---- Extracted records

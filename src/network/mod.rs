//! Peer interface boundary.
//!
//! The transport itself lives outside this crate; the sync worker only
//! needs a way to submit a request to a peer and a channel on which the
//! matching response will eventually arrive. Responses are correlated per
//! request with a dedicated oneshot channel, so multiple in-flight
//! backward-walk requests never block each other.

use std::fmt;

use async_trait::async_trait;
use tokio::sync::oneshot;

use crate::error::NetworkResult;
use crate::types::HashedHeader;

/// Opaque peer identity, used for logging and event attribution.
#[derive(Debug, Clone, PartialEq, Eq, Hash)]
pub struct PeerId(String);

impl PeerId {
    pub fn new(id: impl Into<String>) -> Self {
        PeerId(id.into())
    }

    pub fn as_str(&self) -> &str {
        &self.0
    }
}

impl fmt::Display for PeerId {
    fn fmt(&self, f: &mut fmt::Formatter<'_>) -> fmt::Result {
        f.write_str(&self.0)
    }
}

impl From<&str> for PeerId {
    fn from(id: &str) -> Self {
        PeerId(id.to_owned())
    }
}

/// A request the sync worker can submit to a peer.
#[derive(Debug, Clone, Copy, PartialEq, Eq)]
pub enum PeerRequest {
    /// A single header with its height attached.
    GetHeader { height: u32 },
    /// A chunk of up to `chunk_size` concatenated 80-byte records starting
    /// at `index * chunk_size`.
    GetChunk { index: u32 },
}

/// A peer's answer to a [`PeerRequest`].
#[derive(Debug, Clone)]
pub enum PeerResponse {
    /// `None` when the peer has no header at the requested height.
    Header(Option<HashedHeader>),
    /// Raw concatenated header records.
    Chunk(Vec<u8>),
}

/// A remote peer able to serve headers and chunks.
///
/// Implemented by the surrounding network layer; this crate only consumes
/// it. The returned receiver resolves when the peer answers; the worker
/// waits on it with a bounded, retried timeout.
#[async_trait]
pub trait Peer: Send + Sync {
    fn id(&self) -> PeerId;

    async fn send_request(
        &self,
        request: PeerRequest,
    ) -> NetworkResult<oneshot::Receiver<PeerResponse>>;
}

--------
---- Extracted records

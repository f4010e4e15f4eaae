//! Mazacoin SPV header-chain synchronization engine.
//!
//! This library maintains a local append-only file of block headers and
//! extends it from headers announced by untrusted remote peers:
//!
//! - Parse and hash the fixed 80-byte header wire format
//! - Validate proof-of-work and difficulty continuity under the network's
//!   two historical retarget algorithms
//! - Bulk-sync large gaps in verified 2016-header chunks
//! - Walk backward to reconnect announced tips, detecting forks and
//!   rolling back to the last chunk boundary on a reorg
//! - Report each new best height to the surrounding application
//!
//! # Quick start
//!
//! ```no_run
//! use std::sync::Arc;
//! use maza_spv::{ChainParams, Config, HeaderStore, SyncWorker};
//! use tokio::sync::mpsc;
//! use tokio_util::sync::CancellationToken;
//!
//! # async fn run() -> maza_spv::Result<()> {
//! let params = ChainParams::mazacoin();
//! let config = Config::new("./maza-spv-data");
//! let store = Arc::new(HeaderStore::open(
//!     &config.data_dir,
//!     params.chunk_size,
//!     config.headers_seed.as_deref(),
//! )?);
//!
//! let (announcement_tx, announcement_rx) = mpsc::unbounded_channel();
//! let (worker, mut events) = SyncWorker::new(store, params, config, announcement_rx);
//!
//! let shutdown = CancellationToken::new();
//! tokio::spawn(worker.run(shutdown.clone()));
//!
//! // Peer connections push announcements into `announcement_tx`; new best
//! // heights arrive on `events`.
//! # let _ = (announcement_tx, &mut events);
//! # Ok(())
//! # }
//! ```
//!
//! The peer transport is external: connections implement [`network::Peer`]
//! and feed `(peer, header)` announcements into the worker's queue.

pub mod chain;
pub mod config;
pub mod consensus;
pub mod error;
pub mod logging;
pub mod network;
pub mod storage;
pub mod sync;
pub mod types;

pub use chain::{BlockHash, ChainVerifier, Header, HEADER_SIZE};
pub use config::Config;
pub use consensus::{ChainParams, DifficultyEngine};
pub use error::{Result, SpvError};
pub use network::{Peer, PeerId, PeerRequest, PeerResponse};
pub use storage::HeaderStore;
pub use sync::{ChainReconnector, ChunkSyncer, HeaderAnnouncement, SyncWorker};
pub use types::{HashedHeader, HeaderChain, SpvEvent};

--------

§ Task details
Each line above with the word "only" needs to be copied.

§ Worked solution
//! The transport itself lives outside this crate; the sync worker only
/// Implemented by the surrounding network layer; this crate only consumes
//! This library maintains a local append-only file of block headers and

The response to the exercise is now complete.